The change is so different

I was in high school. I went to a private school my whole life. Very guarded and always kind of in a bubble. I found the wrong crowd and I needed to impress them, you know, peer pressure was my biggest thing. And the first thing, of course is smoking marijuana. “Oh, that’s not bad.” But it quickly escalated. Like, when I mean quickly, probably within a few months it went to cocaine and then it went straight to pills.

I lived in Orlando, Florida, which we called the pill capital because it’s so easy for us to get pills from there, from any doctor. They’re all over the place. Every corner there was a 30-minute clinic. So we would just hop in there, get a script [prescription], hop to the next one. You didn’t even need insurance. Nothing.

Go from a doctor to another doctor to another doctor and have all these pills and just come home and have a party. It just basically went from, you know, roxies to oxies. And then we slid into some Xanax and Valium and all those. And it was just a real bad mix. I would just black out and not remember anything.

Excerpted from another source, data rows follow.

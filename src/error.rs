//! Error types for draft-notifier

use thiserror::Error;

use crate::models::metric::Metric;

/// Problems with the reference tables. Any of these aborts startup.
#[derive(Debug, Error)]
pub enum ReferenceError {
    #[error("malformed value {value:?} for metric '{metric}'")]
    MalformedMetricValue { metric: Metric, value: String },

    #[error("malformed card id {value:?} for card '{name}'")]
    MalformedCardId { name: String, value: String },

    #[error("card '{0}' is in the ratings table but not in the ids table")]
    UnknownCardName(String),

    #[error("missing column '{column}'")]
    MissingColumn { column: &'static str },

    #[error("CSV error: {0}")]
    Csv(#[from] csv::Error),

    #[error("I/O error: {0}")]
    Io(#[from] std::io::Error),
}

/// Problems with a single draft notification. The offending line is skipped.
#[derive(Debug, Error)]
pub enum NotifyError {
    #[error("malformed draft payload: {0}")]
    MalformedPayload(#[from] serde_json::Error),

    #[error("card id {0} is not in the ratings table")]
    UnresolvedCardId(u32),
}

pub type Result<T> = std::result::Result<T, ReferenceError>;
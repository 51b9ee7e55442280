use std::fmt::{self, Display, Formatter};
use std::str::FromStr;

use itertools::Itertools;

use crate::models::metric::Metric;

#[derive(Debug, Clone, Copy, PartialEq, Eq)]
pub enum Direction {
    Descending,
    Ascending,
}

/// One ranking criterion, written on the command line as `GIH WR` or `-ALSA`.
#[derive(Debug, Clone, Copy, PartialEq, Eq)]
pub struct SortKey {
    pub metric: Metric,
    pub direction: Direction,
}

impl SortKey {
    pub fn descending(metric: Metric) -> Self {
        SortKey {
            metric,
            direction: Direction::Descending,
        }
    }

    pub fn ascending(metric: Metric) -> Self {
        SortKey {
            metric,
            direction: Direction::Ascending,
        }
    }
}

impl FromStr for SortKey {
    type Err = String;

    fn from_str(s: &str) -> Result<Self, Self::Err> {
        let (ascending, name) = match s.strip_prefix('-') {
            Some(name) => (true, name),
            None => (false, s),
        };
        let metric =
            Metric::from_str(name.trim()).map_err(|_| format!("unknown column '{}'", name))?;
        Ok(if ascending {
            SortKey::ascending(metric)
        } else {
            SortKey::descending(metric)
        })
    }
}

impl Display for SortKey {
    fn fmt(&self, f: &mut Formatter) -> fmt::Result {
        match self.direction {
            Direction::Descending => write!(f, "{}", self.metric),
            Direction::Ascending => write!(f, "-{}", self.metric),
        }
    }
}

/// Drops repeated metrics, keeping the first occurrence and its direction.
pub fn dedup_keys(keys: impl IntoIterator<Item = SortKey>) -> Vec<SortKey> {
    keys.into_iter().unique_by(|key| key.metric).collect()
}

#[cfg(test)]
mod test {
    use super::*;

    #[test]
    fn test_parse_sort_key() {
        assert_eq!(
            "GIH WR".parse::<SortKey>().unwrap(),
            SortKey::descending(Metric::GihWr)
        );
        assert_eq!(
            "-ALSA".parse::<SortKey>().unwrap(),
            SortKey::ascending(Metric::Alsa)
        );
        assert_eq!(
            "# Seen".parse::<SortKey>().unwrap(),
            SortKey::descending(Metric::NumSeen)
        );
        assert!("Power".parse::<SortKey>().is_err());
        assert!("--ALSA".parse::<SortKey>().is_err());
    }

    #[test]
    fn test_display() {
        assert_eq!(SortKey::ascending(Metric::Ata).to_string(), "-ATA");
        assert_eq!(SortKey::descending(Metric::GihWr).to_string(), "GIH WR");
    }

    #[test]
    fn test_dedup_keys() {
        let keys = dedup_keys(vec![
            SortKey::ascending(Metric::Alsa),
            SortKey::descending(Metric::GihWr),
            SortKey::descending(Metric::Alsa),
            SortKey::descending(Metric::GihWr),
        ]);
        assert_eq!(
            keys,
            vec![
                SortKey::ascending(Metric::Alsa),
                SortKey::descending(Metric::GihWr)
            ]
        );
    }
}
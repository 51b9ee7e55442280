use std::path::PathBuf;

use clap::Parser;

use crate::app::ranker::MissingPolicy;
use crate::app::Ranking;
use crate::models::sort_key::{dedup_keys, SortKey};

/// Reads a 17lands client log on stdin and prints each draft pack ranked by
/// card ratings.
#[derive(Parser, Debug)]
#[command(name = "draft-notifier")]
#[command(version, about, long_about = None)]
pub struct Args {
    /// CSV file with ratings, exported from the 17lands card data page
    #[arg(env = "DRAFT_NOTIFIER_RATINGS")]
    pub ratings: PathBuf,

    /// CSV file with card ids
    #[arg(env = "DRAFT_NOTIFIER_IDS")]
    pub ids: PathBuf,

    /// Column to sort on and display, e.g. "GIH WR". Takes one column per
    /// flag: repeat -r for each column (-r "GIH WR" -r -ALSA), in priority
    /// order. Prefix with '-' to sort ascending.
    #[arg(
        short,
        long = "ratings-column",
        allow_hyphen_values = true,
        default_value = "GIH WR"
    )]
    pub ratings_column: Vec<SortKey>,

    /// How to rank cards that have no data for a column
    #[arg(long, value_enum, default_value_t = MissingPolicy::Zero)]
    pub missing: MissingPolicy,
}

impl Args {
    pub fn ranking(&self) -> Ranking {
        Ranking {
            keys: dedup_keys(self.ratings_column.iter().copied()),
            missing: self.missing,
        }
    }
}
use std::collections::HashMap;

use strum::{EnumCount, IntoEnumIterator};

use crate::error::{ReferenceError, Result};
use crate::models::metric::{Metric, MetricValue};

pub const NAME_COLUMN: &str = "Name";
pub const CARD_ID_COLUMN: &str = "CardID";
pub const COLOR_COLUMN: &str = "Color";
pub const RARITY_COLUMN: &str = "Rarity";

/// One parsed CSV row, keyed by header.
pub type RawRecord = HashMap<String, String>;

#[derive(Debug, Clone, PartialEq)]
pub struct CardRating {
    pub name: String,
    pub card_id: u32,
    pub color: String,
    pub rarity: String,
    metrics: Vec<MetricValue>,
}

impl CardRating {
    /// Builds a rating from a merged ids + ratings row.
    pub fn from_record(record: &RawRecord) -> Result<Self> {
        let name = record
            .get(NAME_COLUMN)
            .ok_or(ReferenceError::MissingColumn {
                column: NAME_COLUMN,
            })?
            .trim()
            .to_string();

        let raw_id = record.get(CARD_ID_COLUMN).ok_or(ReferenceError::MissingColumn {
            column: CARD_ID_COLUMN,
        })?;
        let card_id = raw_id
            .trim()
            .parse::<u32>()
            .map_err(|_| ReferenceError::MalformedCardId {
                name: name.clone(),
                value: raw_id.to_string(),
            })?;

        let field = |column: &str| record.get(column).cloned().unwrap_or_default();

        let mut metrics = Vec::with_capacity(Metric::COUNT);
        for metric in Metric::iter() {
            let raw = record
                .get(metric.to_string().as_str())
                .map(String::as_str)
                .unwrap_or_default();
            metrics.push(MetricValue::parse(metric, raw)?);
        }

        Ok(CardRating {
            name,
            card_id,
            color: field(COLOR_COLUMN),
            rarity: field(RARITY_COLUMN),
            metrics,
        })
    }

    pub fn metric(&self, metric: Metric) -> &MetricValue {
        &self.metrics[metric as usize]
    }

    pub fn value(&self, metric: Metric) -> Option<f64> {
        self.metric(metric).value()
    }

    pub fn display(&self, metric: Metric) -> &str {
        self.metric(metric).display()
    }
}
use std::io::{stdin, stdout};
use std::process;

use clap::Parser;
use dotenv::dotenv;

mod app;
mod cli;
mod error;
mod models;
mod opt;

fn main() {
    dotenv().ok();
    env_logger::Builder::from_env(env_logger::Env::default().default_filter_or("info")).init();

    let args = cli::Args::parse();
    let ranking = args.ranking();

    log::info!("Ratings file: {}", args.ratings.display());
    log::info!("Ids file: {}", args.ids.display());
    log::info!(
        "Sorting on: {}",
        ranking
            .keys
            .iter()
            .map(|key| key.to_string())
            .collect::<Vec<String>>()
            .join(", ")
    );

    let ratings = match app::card_loader::load_rating_table(&args.ratings, &args.ids) {
        Ok(ratings) => ratings,
        Err(e) => {
            log::error!("Failed to load card ratings: {}", e);
            process::exit(1);
        }
    };
    if ratings.is_empty() {
        log::warn!("No rated cards loaded from {}", args.ratings.display());
    } else {
        log::info!("Loaded ratings for {} cards", ratings.len());
    }

    if let Err(e) = app::run(stdin().lock(), &ratings, &ranking, &mut stdout().lock()) {
        log::error!("Failed to process the draft log: {}", e);
        process::exit(1);
    }
}
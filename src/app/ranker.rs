use std::cmp::Ordering;

use crate::models::card_rating::CardRating;
use crate::models::sort_key::{Direction, SortKey};

/// Where cards without data for a sort key end up.
#[derive(Debug, Clone, Copy, PartialEq, Eq, Default, clap::ValueEnum)]
pub enum MissingPolicy {
    /// Rank as if the card scored zero.
    #[default]
    Zero,
    /// Rank after every card that has a value, in either direction.
    Last,
}

fn compare_key(a: &CardRating, b: &CardRating, key: &SortKey, missing: MissingPolicy) -> Ordering {
    let (a, b) = match missing {
        MissingPolicy::Zero => (
            a.value(key.metric).unwrap_or(0.0),
            b.value(key.metric).unwrap_or(0.0),
        ),
        MissingPolicy::Last => match (a.value(key.metric), b.value(key.metric)) {
            (Some(a), Some(b)) => (a, b),
            (Some(_), None) => return Ordering::Less,
            (None, Some(_)) => return Ordering::Greater,
            (None, None) => return Ordering::Equal,
        },
    };

    let ordering = match key.direction {
        Direction::Descending => b.partial_cmp(&a),
        Direction::Ascending => a.partial_cmp(&b),
    };
    ordering.unwrap_or(Ordering::Equal)
}

/// Orders a pack best-first. Earlier keys dominate, ties keep pack order.
pub fn rank<'a>(
    cards: &[&'a CardRating],
    keys: &[SortKey],
    missing: MissingPolicy,
) -> Vec<&'a CardRating> {
    let mut ranked = cards.to_vec();
    ranked.sort_by(|a, b| {
        keys.iter()
            .map(|key| compare_key(a, b, key, missing))
            .find(|ordering| ordering.is_ne())
            .unwrap_or(Ordering::Equal)
    });
    ranked
}
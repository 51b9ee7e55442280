use lazy_static::lazy_static;
use regex::Regex;

use crate::error::NotifyError;
use crate::models::draft_pack::DraftNotify;
use crate::opt::*;

lazy_static! {
    static ref DRAFT_NOTIFY_RE: Regex =
        Regex::new(r"^.*\(Draft\.Notify\): (?P<draft_notify>\{.*\})$").unwrap();
}

/// Pulls the JSON payload out of a `Draft.Notify` log line.
pub fn extract_payload(line: &str) -> Option<&str> {
    DRAFT_NOTIFY_RE
        .captures(line)
        .and_then(|caps| caps.name("draft_notify"))
        .map(|m| m.as_str())
}

/// Returns `None` for lines that are not draft notifications.
pub fn decode(line: &str) -> Option<Result<DraftNotify, NotifyError>> {
    let payload = extract_payload(line)?;
    log_if(payload, DbgFlg::Notify);

    let notify = DraftNotify::from_json(payload);
    if let Ok(notify) = &notify {
        notify.dbg_if(DbgFlg::Notify);
    }
    Some(notify)
}

#[cfg(test)]
mod test {
    use super::*;

    const LINE: &str = r#"[UnityCrossThreadLogger]==> 2024-02-06 (Draft.Notify): {"draft_id":"d1","event_name":"e","pack_number":1,"pick_number":3,"method":"pack","card_ids":[1]}"#;

    #[test]
    fn test_extract_payload() {
        assert_eq!(
            extract_payload(LINE),
            Some(r#"{"draft_id":"d1","event_name":"e","pack_number":1,"pick_number":3,"method":"pack","card_ids":[1]}"#)
        );
    }

    #[test]
    fn test_decode() {
        let notify = decode(LINE).unwrap().unwrap();
        assert_eq!(notify.draft_id, "d1");
        assert_eq!(notify.card_ids, vec![1]);
    }

    #[test]
    fn test_ignores_noise() {
        assert!(decode("").is_none());
        assert!(decode("[UnityCrossThreadLogger] Draft.Notify {}").is_none());
        assert!(decode("(Draft.Notify): not json").is_none());
        assert!(decode(r#"(Draft.Notify): {"draft_id":"d1"} trailing"#).is_none());
        assert!(decode(r#"(Draft.MakePick): {"draft_id":"d1"}"#).is_none());
    }

    #[test]
    fn test_malformed_payload() {
        let line = r#"x (Draft.Notify): {"draft_id":"d1","event_name":"e","pack_number":1,"pick_number":3,"method":"pack"}"#;
        assert!(matches!(
            decode(line),
            Some(Err(NotifyError::MalformedPayload(_)))
        ));
    }
}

A boyfriend of mine had passed away due to overdosing. That made me realize I needed to get my stuff together because I really should have been in a coffin next to that person.

My mom didn’t let it get that far. She sent me to Narconon Nevada when I was eighteen.

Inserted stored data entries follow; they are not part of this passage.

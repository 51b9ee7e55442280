pub mod card_rating;
pub mod draft_pack;
pub mod metric;
pub mod sort_key;
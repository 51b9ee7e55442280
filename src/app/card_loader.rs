use std::collections::HashMap;
use std::fs::File;
use std::io::Read;
use std::path::Path;

use crate::error::{ReferenceError, Result};
use crate::models::card_rating::{CardRating, RawRecord, CARD_ID_COLUMN, NAME_COLUMN};
use crate::opt::*;

const BOM: char = '\u{feff}';

/// Every rated card, keyed by Arena card id. Built once at startup.
#[derive(Debug, Default)]
pub struct RatingTable {
    cards: HashMap<u32, CardRating>,
}

impl RatingTable {
    pub fn get(&self, card_id: u32) -> Option<&CardRating> {
        self.cards.get(&card_id)
    }

    pub fn len(&self) -> usize {
        self.cards.len()
    }

    pub fn is_empty(&self) -> bool {
        self.cards.is_empty()
    }

    #[cfg(test)]
    pub fn from_ratings(ratings: Vec<CardRating>) -> Self {
        RatingTable {
            cards: ratings.into_iter().map(|r| (r.card_id, r)).collect(),
        }
    }
}

pub fn read_records<R: Read>(reader: R) -> Result<Vec<RawRecord>> {
    let mut rdr = csv::ReaderBuilder::new().flexible(true).from_reader(reader);

    let headers = rdr
        .headers()?
        .iter()
        .map(|h| h.trim_start_matches(BOM).to_string())
        .collect::<Vec<String>>();

    let mut records = Vec::new();
    for result in rdr.records() {
        let row = result?;
        records.push(
            headers
                .iter()
                .cloned()
                .zip(row.iter().map(str::to_string))
                .collect::<RawRecord>(),
        );
    }

    Ok(records)
}

pub fn load_records(path: &Path) -> Result<Vec<RawRecord>> {
    let records = read_records(File::open(path)?)?;
    log::debug!("Read {} rows from {}", records.len(), path.display());
    Ok(records)
}

fn record_name(record: &RawRecord) -> Result<&str> {
    record
        .get(NAME_COLUMN)
        .map(|name| name.trim())
        .ok_or(ReferenceError::MissingColumn {
            column: NAME_COLUMN,
        })
}

/// Joins the ids table onto the ratings table by card name.
///
/// Ratings columns win over ids columns of the same name, except `CardID`,
/// which is always taken from the ids table. Every named card in
/// the ratings table must be present in the ids table.
pub fn build(ids: Vec<RawRecord>, ratings: Vec<RawRecord>) -> Result<RatingTable> {
    let mut ids_by_name: HashMap<String, RawRecord> = HashMap::with_capacity(ids.len());
    for record in ids {
        let name = record_name(&record)?.to_string();
        ids_by_name.insert(name, record);
    }

    let mut cards = HashMap::with_capacity(ratings.len());
    for record in ratings {
        let name = record_name(&record)?;
        if name.is_empty() {
            continue;
        }

        let identity = ids_by_name
            .get(name)
            .ok_or_else(|| ReferenceError::UnknownCardName(name.to_string()))?;
        let mut merged = identity.clone();
        merged.extend(record);
        // the card id always comes from the ids table
        if let Some(card_id) = identity.get(CARD_ID_COLUMN) {
            merged.insert(CARD_ID_COLUMN.to_string(), card_id.clone());
        }

        let card = CardRating::from_record(&merged)?;
        card.dbg_if(DbgFlg::Join);
        if let Some(previous) = cards.insert(card.card_id, card) {
            log::warn!(
                "Card id {} is rated more than once, replacing '{}'",
                previous.card_id,
                previous.name
            );
        }
    }

    Ok(RatingTable { cards })
}

pub fn load_rating_table(ratings_path: &Path, ids_path: &Path) -> Result<RatingTable> {
    let ids = load_records(ids_path)?;
    let ratings = load_records(ratings_path)?;
    let table = build(ids, ratings)?;
    log_if(&format!("Joined {} rated cards", table.len()), DbgFlg::Join);
    Ok(table)
}
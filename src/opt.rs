use std::collections::HashMap;
use std::env;
use std::fmt::Debug;

use lazy_static::lazy_static;

/// Environment switches for verbose dumps, on top of `RUST_LOG`.
#[derive(strum_macros::Display, Eq, PartialEq, Debug, Hash, Clone, Copy)]
pub enum DbgFlg {
    #[strum(serialize = "DBG_FLG_JOIN")]
    Join,
    #[strum(serialize = "DBG_FLG_NOTIFY")]
    Notify,
}

lazy_static! {
    pub static ref DBG_FLG_DEFAULTS: HashMap<DbgFlg, bool> =
        HashMap::from([(DbgFlg::Join, false), (DbgFlg::Notify, false)]);
}

pub trait DebugIf: Debug {
    fn dbg_if(&self, flg: DbgFlg);
}

impl<T: Debug> DebugIf for T {
    fn dbg_if(&self, flg: DbgFlg) {
        if checkflag(flg) {
            log::debug!("[{}] {:#?}", flg, self);
        }
    }
}

pub fn log_if(s: &str, flg: DbgFlg) {
    if checkflag(flg) {
        log::debug!("[{}] {}", flg, s);
    }
}

fn parse_flag(value: &str) -> bool {
    value == "1" || value.eq_ignore_ascii_case("true")
}

pub fn checkflag(flg: DbgFlg) -> bool {
    env::var(flg.to_string()).ok().map_or_else(
        || DBG_FLG_DEFAULTS.get(&flg).copied().unwrap_or(false),
        |s| parse_flag(&s),
    )
}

I went through withdrawal. The person that worked with me was really down to earth and she just would sit there and just listen to me. And that was the nicest thing, because I was so used to people just cutting me off, ignoring me or anything like that.

Sauna [New Life Detox] kind of brought it all together. I’m feeling better. I’m sleeping good. You know, I feel—I don’t have any more cravings, or anything. After sauna I didn’t think I could feel better because it was so great. I felt like an all-star, but it just kept getting better.

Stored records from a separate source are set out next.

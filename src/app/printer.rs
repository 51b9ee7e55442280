use std::io::{self, Write};

use itertools::Itertools;

use crate::models::card_rating::CardRating;
use crate::models::draft_pack::DraftPack;
use crate::models::sort_key::SortKey;

const NO_VALUE: &str = " --- ";

pub fn header(pack: &DraftPack) -> String {
    format!(
        "Draft {} Pack {} Pick {}:",
        pack.draft_id, pack.pack_number, pack.pick_number
    )
}

fn columns(card: &CardRating, keys: &[SortKey]) -> String {
    keys.iter()
        .map(|key| {
            let value = match card.display(key.metric) {
                "" => NO_VALUE,
                value => value,
            };
            format!("{} = {}", key.metric.label(), value)
        })
        .join("\t")
}

pub fn card_line(index: u64, card: &CardRating, keys: &[SortKey]) -> String {
    format!(
        "{:02}:\t{}\t|\t{}\t'{}'\t{}\t{}",
        index,
        columns(card, keys),
        card.card_id,
        card.name,
        card.color,
        card.rarity
    )
}

/// Writes a header block and one line per card, numbered from the pick.
pub fn write_pack<W: Write>(
    out: &mut W,
    pack: &DraftPack,
    ranked: &[&CardRating],
    keys: &[SortKey],
) -> io::Result<()> {
    writeln!(out, "\n\n{}\n", header(pack))?;
    for (index, card) in (u64::from(pack.pick_number) + 1..).zip(ranked) {
        writeln!(out, "{}", card_line(index, card, keys))?;
    }
    out.flush()
}
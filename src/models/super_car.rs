use serde::Deserialize;

#[derive(Debug, Clone, Deserialize)]
#[serde(rename_all = "camelCase")]
pub struct SuperCarValuationResponse {
    pub valuation: ValuationRange,
}

#[derive(Debug, Clone, Deserialize)]
#[serde(rename_all = "camelCase")]
pub struct ValuationRange {
    pub lower_value: f64,
    pub upper_value: f64,
}
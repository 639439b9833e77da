use std::{
    future::Future,
    sync::{Arc, Mutex, MutexGuard, PoisonError},
};

use anyhow::Error;
use futures_util::{FutureExt, future::BoxFuture};
use tokio::task::JoinHandle;
use tracing::{debug, info, warn};

use crate::models::circuit_breaker::{CircuitBreakerConfig, CircuitState};

/// Failure kinds surfaced by [`CircuitBreaker::run`].
#[derive(Debug, thiserror::Error)]
pub enum BreakerError {
    #[error("Circuit is open and no fallback provided")]
    CircuitOpen,

    #[error("Primary call failed: {0}")]
    Primary(Error),

    #[error("Fallback call failed: {0}")]
    Fallback(Error),
}

/// Optional secondary operation passed to [`CircuitBreaker::run`].
pub type FallbackFn<'a, T> = Box<dyn FnOnce() -> BoxFuture<'a, Result<T, Error>> + Send + 'a>;

/// Boxes a closure for the fallback slot of [`CircuitBreaker::run`].
pub fn with_fallback<'a, T, F, Fut>(fallback: F) -> Option<FallbackFn<'a, T>>
where
    F: FnOnce() -> Fut + Send + 'a,
    Fut: Future<Output = Result<T, Error>> + Send + 'a,
{
    Some(Box::new(move || fallback().boxed()))
}

#[derive(Debug)]
struct BreakerState {
    state: CircuitState,
    total_count: u64,
    failure_count: u64,
    pending_reset: Option<JoinHandle<()>>,
}

/// Two-state circuit breaker guarding calls to a primary upstream.
///
/// Tracks the cumulative failure ratio since the last reset. Once the ratio
/// exceeds the configured threshold the circuit opens, the primary is no
/// longer invoked, and a one-shot reset closes the circuit again after
/// `reset_timeout_ms`. One instance is shared by all in-flight requests;
/// cloning shares the same underlying state.
#[derive(Clone)]
pub struct CircuitBreaker {
    config: CircuitBreakerConfig,
    shared: Arc<Mutex<BreakerState>>,
}

impl CircuitBreaker {
    pub fn new(config: CircuitBreakerConfig) -> Self {
        info!(
            failure_threshold_percentage = config.failure_threshold_percentage,
            reset_timeout_ms = config.reset_timeout_ms,
            "Circuit breaker initialized"
        );

        Self {
            config,
            shared: Arc::new(Mutex::new(BreakerState {
                state: CircuitState::Closed,
                total_count: 0,
                failure_count: 0,
                pending_reset: None,
            })),
        }
    }

    /// Runs `primary` through the breaker, falling back to `fallback` when
    /// the circuit is open or the primary fails.
    ///
    /// Fallback outcomes are returned as-is and never counted; only primary
    /// calls feed the failure ratio. With the circuit open and no fallback,
    /// fails with [`BreakerError::CircuitOpen`] without invoking `primary`.
    pub async fn run<'a, T, P, Fut>(
        &self,
        primary: P,
        fallback: Option<FallbackFn<'a, T>>,
    ) -> Result<T, BreakerError>
    where
        P: FnOnce() -> Fut,
        Fut: Future<Output = Result<T, Error>>,
    {
        if self.is_open() {
            return match fallback {
                Some(fb) => fb().await.map_err(BreakerError::Fallback),
                None => {
                    warn!("Circuit is open, rejecting call");
                    Err(BreakerError::CircuitOpen)
                }
            };
        }

        match primary().await {
            Ok(value) => {
                self.lock().total_count += 1;
                Ok(value)
            }
            Err(err) => {
                self.record_failure();
                match fallback {
                    Some(fb) => fb().await.map_err(BreakerError::Fallback),
                    None => Err(BreakerError::Primary(err)),
                }
            }
        }
    }

    pub fn state(&self) -> CircuitState {
        self.lock().state
    }

    pub fn is_open(&self) -> bool {
        self.state() == CircuitState::Open
    }

    pub fn is_closed(&self) -> bool {
        self.state() == CircuitState::Closed
    }

    pub fn total_count(&self) -> u64 {
        self.lock().total_count
    }

    pub fn failure_count(&self) -> u64 {
        self.lock().failure_count
    }

    /// Forces the circuit into `state` without touching the counters.
    ///
    /// Any pending reset is cancelled, so an overridden state sticks until
    /// the next threshold trip or the next override.
    pub fn override_state(&self, state: CircuitState) {
        let mut shared = self.lock();

        if let Some(handle) = shared.pending_reset.take() {
            handle.abort();
        }

        warn!(state = state.as_str(), "Circuit state forced by override");
        shared.state = state;
    }

    // Counter increments, the threshold check and the open transition form
    // one critical section; the CLOSED guard keeps concurrent failures from
    // scheduling a second reset.
    fn record_failure(&self) {
        let mut shared = self.lock();
        shared.total_count += 1;
        shared.failure_count += 1;

        debug!(
            failures = shared.failure_count,
            total = shared.total_count,
            "Recorded primary failure"
        );

        if shared.state == CircuitState::Closed && self.threshold_reached(&shared) {
            shared.state = CircuitState::Open;
            shared.pending_reset = Some(self.schedule_reset());

            warn!(
                failures = shared.failure_count,
                total = shared.total_count,
                reset_timeout_ms = self.config.reset_timeout_ms,
                "Failure threshold exceeded, circuit opened"
            );
        }
    }

    // Strict inequality on the cumulative ratio: failures/total > threshold/100.
    fn threshold_reached(&self, shared: &BreakerState) -> bool {
        shared.failure_count * 100
            > u64::from(self.config.failure_threshold_percentage) * shared.total_count
    }

    fn schedule_reset(&self) -> JoinHandle<()> {
        let shared = Arc::clone(&self.shared);
        let timeout = self.config.reset_timeout();

        tokio::spawn(async move {
            tokio::time::sleep(timeout).await;

            let mut shared = shared.lock().unwrap_or_else(PoisonError::into_inner);
            shared.state = CircuitState::Closed;
            shared.total_count = 0;
            shared.failure_count = 0;
            shared.pending_reset = None;

            info!("Reset timeout elapsed, circuit closed");
        })
    }

    fn lock(&self) -> MutexGuard<'_, BreakerState> {
        self.shared.lock().unwrap_or_else(PoisonError::into_inner)
    }
}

When I finished it, it was a huge smile on my face, walking around so proud. You know, I felt really good, inside and out. The change is so different. You know, there’s no tenseness between me and my mom anymore. She’s happy to have me back, the actual me.

Narconon has given me an opportunity to help in community service, to help other people, to be happy with myself, to have a husband, to have a future family. You know, it’s given me so many things I, I can’t even put it in words. One sentence is—I can’t do it in one sentence. I can’t do it.